Harvard tem mais investigadores muito citados do que a França
5 Fevereiro 2008
[Paper] “The resistable decline of European science”
[Autores] Luc Bauwens, Giordano Mion e Jacques-François Thisse
[Publicação] CEPR , Janeiro 2008
[Classificação JEL] C25, I23
[Palavras Chave] citations, knowledge economics, research performance and university governance
(Newsletter nº019 | 06 FEV | 2008)
O objectivo estabelecido pela estratégia de Lisboa de aplicar 3% do PIB à investigação e desenvolvimento (I&D) não chegará para dar à Europa um papel comparável aos dos EUA no mundo da investigação. As diferenças entre as duas regiões são muito significativas: por exemplo, apenas Harvard tem mais “investigadores muito citados” do que toda a França. Os três economistas defendem que dinheiro é importante, mas não é tudo neste desafio. Em especial, destacam a importância de dominar a língua inglesa e de melhorar a gestão e o desenho institucional nos centros de investigação na Europa.

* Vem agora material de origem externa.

//! Identifiers and enums shared across the authority.

use anyhow::Result;
use serde::{Deserialize, Serialize};
use std::fmt;
use utoipa::ToSchema;
use uuid::Uuid;

use super::utils::generate_opaque_token;

/// Stable, immutable principal identifier.
#[derive(Clone, Copy, Debug, Eq, PartialEq, Hash, Ord, PartialOrd, Serialize, Deserialize)]
#[serde(transparent)]
pub struct PrincipalId(Uuid);

impl PrincipalId {
    #[must_use]
    pub fn new() -> Self {
        Self(Uuid::now_v7())
    }

    #[must_use]
    pub fn from_uuid(id: Uuid) -> Self {
        Self(id)
    }

    #[must_use]
    pub fn as_uuid(&self) -> Uuid {
        self.0
    }

    #[must_use]
    pub fn parse(value: &str) -> Option<Self> {
        Uuid::parse_str(value.trim()).ok().map(Self)
    }
}

impl Default for PrincipalId {
    fn default() -> Self {
        Self::new()
    }
}

impl fmt::Display for PrincipalId {
    fn fmt(&self, f: &mut fmt::Formatter<'_>) -> fmt::Result {
        self.0.fmt(f)
    }
}

const SESSION_ID_LEN: usize = 43;

/// Opaque, unguessable session identifier (256 random bits, base64url).
#[derive(Clone, Debug, Eq, PartialEq, Hash, Ord, PartialOrd, Serialize, Deserialize)]
#[serde(transparent)]
pub struct SessionId(String);

impl SessionId {
    /// # Errors
    /// Returns an error if the OS random source fails.
    pub fn generate() -> Result<Self> {
        Ok(Self(generate_opaque_token()?))
    }

    /// Accept only values shaped like generated ids.
    #[must_use]
    pub fn parse(value: &str) -> Option<Self> {
        let value = value.trim();
        let well_formed = value.len() == SESSION_ID_LEN
            && value
                .bytes()
                .all(|b| b.is_ascii_alphanumeric() || b == b'-' || b == b'_');
        well_formed.then(|| Self(value.to_string()))
    }

    #[must_use]
    pub fn as_str(&self) -> &str {
        &self.0
    }
}

impl fmt::Display for SessionId {
    fn fmt(&self, f: &mut fmt::Formatter<'_>) -> fmt::Result {
        f.write_str(&self.0)
    }
}

/// Step-up challenge identifier.
#[derive(Clone, Copy, Debug, Eq, PartialEq, Hash, Serialize, Deserialize)]
#[serde(transparent)]
pub struct ChallengeId(Uuid);

impl ChallengeId {
    #[must_use]
    pub fn new() -> Self {
        Self(Uuid::new_v4())
    }

    #[must_use]
    pub fn parse(value: &str) -> Option<Self> {
        Uuid::parse_str(value.trim()).ok().map(Self)
    }
}

impl Default for ChallengeId {
    fn default() -> Self {
        Self::new()
    }
}

impl fmt::Display for ChallengeId {
    fn fmt(&self, f: &mut fmt::Formatter<'_>) -> fmt::Result {
        self.0.fmt(f)
    }
}

/// Strength of verification behind a session. Ordered: `Basic < MfaVerified`.
#[derive(
    Clone, Copy, Debug, Default, Eq, PartialEq, Hash, Ord, PartialOrd, Serialize, Deserialize, ToSchema,
)]
#[serde(rename_all = "SCREAMING_SNAKE_CASE")]
pub enum AssuranceLevel {
    #[default]
    Basic,
    MfaVerified,
}

impl AssuranceLevel {
    #[must_use]
    pub fn as_str(self) -> &'static str {
        match self {
            Self::Basic => "BASIC",
            Self::MfaVerified => "MFA_VERIFIED",
        }
    }

    #[must_use]
    pub fn parse(value: &str) -> Option<Self> {
        match value.trim().to_ascii_uppercase().as_str() {
            "BASIC" => Some(Self::Basic),
            "MFA_VERIFIED" | "MFA" => Some(Self::MfaVerified),
            _ => None,
        }
    }
}

/// Operation classes the rate limiter keys on.
#[derive(Clone, Copy, Debug, Eq, PartialEq, Hash)]
pub enum OperationClass {
    Login,
    Refresh,
    MfaAttempt,
}

impl OperationClass {
    #[must_use]
    pub fn as_str(self) -> &'static str {
        match self {
            Self::Login => "login",
            Self::Refresh => "refresh",
            Self::MfaAttempt => "mfa_attempt",
        }
    }
}

/// Verified authentication factors a principal can hold.
#[derive(Clone, Copy, Debug, Eq, PartialEq, Hash, Ord, PartialOrd, Serialize, Deserialize, ToSchema)]
#[serde(rename_all = "snake_case")]
pub enum Factor {
    Password,
    Federated,
    Totp,
}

[Artigo] Os EUA contam com 66% dos investigadores mais citados do mundo (3.829) em 21 áreas de investigação. Bate a Europa em todas elas, com excepção da farmacologia. A UE17 (Zona Euro mais Noruega e Suíça) têm apenas 22% e o Reino Unido 8%. Das 25 instituições de topo, 22 estão nos EUA, duas no RU (Oxford e Cambridge) e uma na Alemanha (Max Planck Institute). Com o diagnóstico feito, os três economistas procuram explicações e soluções.

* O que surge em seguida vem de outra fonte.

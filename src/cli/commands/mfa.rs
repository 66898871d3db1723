use anyhow::Result;
use clap::{Arg, ArgAction, ArgMatches, Command};
use secrecy::SecretString;

use super::{required, secret};

pub const ARG_MFA_CODE_STEP_SECONDS: &str = "mfa-code-step-seconds";
pub const ARG_MFA_CODE_SKEW_STEPS: &str = "mfa-code-skew-steps";
pub const ARG_MFA_CHALLENGE_TTL_SECONDS: &str = "mfa-challenge-ttl-seconds";
pub const ARG_MFA_SEED_KEY: &str = "mfa-seed-key";
pub const ARG_STEP_UP_POLICY: &str = "step-up-policy";

#[derive(Debug)]
pub struct Options {
    pub code_step_seconds: u64,
    pub code_skew_steps: u8,
    pub challenge_ttl_seconds: i64,
    pub seed_key: Option<SecretString>,
    /// `operation=level` rules; empty keeps the built-in policy.
    pub step_up_rules: Vec<String>,
}

impl Options {
    /// # Errors
    /// Returns an error if a defaulted argument is missing.
    pub fn parse(matches: &ArgMatches) -> Result<Self> {
        Ok(Self {
            code_step_seconds: required(matches, ARG_MFA_CODE_STEP_SECONDS)?,
            code_skew_steps: required(matches, ARG_MFA_CODE_SKEW_STEPS)?,
            challenge_ttl_seconds: required(matches, ARG_MFA_CHALLENGE_TTL_SECONDS)?,
            seed_key: secret(matches, ARG_MFA_SEED_KEY),
            step_up_rules: matches
                .get_many::<String>(ARG_STEP_UP_POLICY)
                .map(|rules| rules.cloned().collect())
                .unwrap_or_default(),
        })
    }
}

#[must_use]
pub fn with_args(command: Command) -> Command {
    command
        .arg(
            Arg::new(ARG_MFA_CODE_STEP_SECONDS)
                .long(ARG_MFA_CODE_STEP_SECONDS)
                .help("TOTP time step in seconds")
                .env("ICS_MFA_CODE_STEP_SECONDS")
                .default_value("30")
                .value_parser(clap::value_parser!(u64)),
        )
        .arg(
            Arg::new(ARG_MFA_CODE_SKEW_STEPS)
                .long(ARG_MFA_CODE_SKEW_STEPS)
                .help("Accepted TOTP clock drift in steps (0-2)")
                .env("ICS_MFA_CODE_SKEW_STEPS")
                .default_value("1")
                .value_parser(clap::value_parser!(u8).range(0..=2)),
        )
        .arg(
            Arg::new(ARG_MFA_CHALLENGE_TTL_SECONDS)
                .long(ARG_MFA_CHALLENGE_TTL_SECONDS)
                .help("Lifetime of a step-up challenge in seconds")
                .env("ICS_MFA_CHALLENGE_TTL_SECONDS")
                .default_value("300")
                .value_parser(clap::value_parser!(i64).range(1..=86_400)),
        )
        .arg(
            Arg::new(ARG_MFA_SEED_KEY)
                .long(ARG_MFA_SEED_KEY)
                .help("Base64 32-byte key encrypting TOTP seeds at rest")
                .env("ICS_MFA_SEED_KEY")
                .hide_env_values(true),
        )
        .arg(
            Arg::new(ARG_STEP_UP_POLICY)
                .long(ARG_STEP_UP_POLICY)
                .help("Minimum assurance per operation as operation=level (repeatable)")
                .long_help(
                    "Minimum assurance per operation as operation=level, e.g. change_password=MFA_VERIFIED. Replaces the built-in policy when given.",
                )
                .env("ICS_STEP_UP_POLICY")
                .value_delimiter(',')
                .action(ArgAction::Append),
        )
}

[Abordagem] Os três economistas usam uma base de dados de “investigadores muito citados” que agrega 5.790 investigadores em 21 disciplinas científicas. Escolhem os 250 mais citados entre 1981 e 1999 em cada uma delas. Fazem depois uma regressão onde a produção académica depende do investimento em I&D, do capital humano e de três outros factores: PIB per capita, domínio de inglês e laços coloniais com o Reino Unido (proxy para modelo anglo-saxónico de organização).

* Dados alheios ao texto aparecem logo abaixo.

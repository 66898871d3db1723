//! Cross-application SSO coordination.
//!
//! Applications in the trust domain observe a session instead of re-authenticating
//! and query it through `check_session`. Reads go to the authoritative store unless a
//! snapshot cache is configured; cached snapshots are bounded by the configured TTL
//! and discarded as soon as the store's revocation epoch moves.

use chrono::{DateTime, Utc};
use dashmap::DashMap;
use std::sync::Arc;
use tokio::sync::broadcast;
use tracing::{debug, warn};

use super::{
    config::AuthorityConfig,
    error::{AuthError, AuthResult},
    store::{RevocationNotice, RevocationReason, Session, SessionStore},
    types::{PrincipalId, SessionId},
};

const MAX_CACHED_SESSIONS: usize = 10_000;

struct CachedSession {
    session: Session,
    fetched_at: DateTime<Utc>,
    epoch: u64,
}

pub struct SsoCoordinator {
    config: Arc<AuthorityConfig>,
    store: Arc<SessionStore>,
    cache: DashMap<SessionId, CachedSession>,
}

impl SsoCoordinator {
    #[must_use]
    pub fn new(config: Arc<AuthorityConfig>, store: Arc<SessionStore>) -> Self {
        Self {
            config,
            store,
            cache: DashMap::new(),
        }
    }

    /// Record that `application_id` has encountered the session.
    ///
    /// # Errors
    /// `ApplicationNotTrusted` outside the trust domain, `SessionNotFound`,
    /// `SessionRevoked` or `SessionExpired`.
    pub fn observe(&self, session_id: &SessionId, application_id: &str) -> AuthResult<Session> {
        let application_id = application_id.trim();
        if application_id.is_empty() {
            return Err(AuthError::InvalidRequest(
                "application id is required".to_string(),
            ));
        }
        if !self.config.application_trusted(application_id) {
            warn!(application_id, "Observation from application outside trust domain");
            return Err(AuthError::ApplicationNotTrusted);
        }
        let session = self.store.transact(session_id, |entry, now| {
            entry.session.ensure_active(now)?;
            if entry.session.observers.insert(application_id.to_string()) {
                debug!(application_id, "Application joined session");
            }
            Ok(entry.session.clone())
        })?;
        self.cache.remove(session_id);
        Ok(session)
    }

    /// The query participating applications make instead of re-authenticating.
    ///
    /// # Errors
    /// `SessionNotFound`, `SessionRevoked` or `SessionExpired`.
    pub fn check_session(&self, session_id: &SessionId) -> AuthResult<Session> {
        let now = self.store.now();
        let session = match self.cached(session_id, now) {
            Some(session) => session,
            None => {
                let epoch = self.store.revocation_epoch();
                let session = self
                    .store
                    .get(session_id)
                    .ok_or(AuthError::SessionNotFound)?;
                self.remember(&session, now, epoch);
                session
            }
        };
        session.ensure_active(now)?;
        Ok(session)
    }

    /// Revoke the whole cross-application session.
    ///
    /// # Errors
    /// Returns `SessionNotFound` for an unknown id.
    pub fn logout_everywhere(&self, session_id: &SessionId) -> AuthResult<Session> {
        let session = self
            .store
            .revoke(session_id, RevocationReason::LogoutEverywhere)?;
        self.cache.remove(session_id);
        Ok(session)
    }

    /// Revoke every session a principal holds.
    pub fn logout_principal(&self, principal_id: PrincipalId) -> Vec<SessionId> {
        let revoked = self
            .store
            .revoke_all(principal_id, RevocationReason::LogoutEverywhere);
        for session_id in &revoked {
            self.cache.remove(session_id);
        }
        revoked
    }

    #[must_use]
    pub fn subscribe(&self) -> broadcast::Receiver<RevocationNotice> {
        self.store.subscribe()
    }

    /// Drop stale cache entries. Returns the number removed.
    pub fn sweep(&self) -> usize {
        let now = self.store.now();
        let epoch = self.store.revocation_epoch();
        let ttl = self.config.sso_cache_ttl();
        let before = self.cache.len();
        self.cache
            .retain(|_, cached| cached.epoch == epoch && now - cached.fetched_at < ttl);
        before.saturating_sub(self.cache.len())
    }

    fn cached(&self, session_id: &SessionId, now: DateTime<Utc>) -> Option<Session> {
        let ttl = self.config.sso_cache_ttl();
        if ttl <= chrono::Duration::zero() {
            return None;
        }
        let epoch = self.store.revocation_epoch();
        let cached = self.cache.get(session_id)?;
        (cached.epoch == epoch && now - cached.fetched_at < ttl).then(|| cached.session.clone())
    }

    fn remember(&self, session: &Session, now: DateTime<Utc>, epoch: u64) {
        if self.config.sso_cache_ttl() <= chrono::Duration::zero()
            || self.cache.len() >= MAX_CACHED_SESSIONS
        {
            return;
        }
        self.cache.insert(
            session.session_id.clone(),
            CachedSession {
                session: session.clone(),
                fetched_at: now,
                epoch,
            },
        );
    }
}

[Conclusões] Um aumento para 3% do PIB comunitário em I&D garantiria apenas à Europa um aumento na fatia de investigadores mais citados dos actuais 22% para 28%, o que compara com os 60% dos EUA. Para poder comparar com os EUA, a Europa precisa de melhorar o inglês e a eficiência da gestão das universidades, aproximando-as do modelo anglo-saxónico. Inglês como língua obrigatória nas universidades, maior capacidade de contratação de investigadores, salários mais ligados ao desempenho académico e concentração de recursos em centros de investigação de maior dimensão são algumas das propostas.
[Comentário] Lisboa empresta o seu nome a um projecto que os políticos europeus continuam a afirmar, mas que cada vez mais não passa de uma miragem (ver entrevista).
Os dados analisados mostram a distância que a Europa está dos EUA e evidenciam que, para o sucesso, a organização é tanto ou mais importante que o dinheiro. No centro do problema encontram a própria Comissão Europeia e a generalizada falta de avaliação de desempenho e de indexação de salários à produção académica.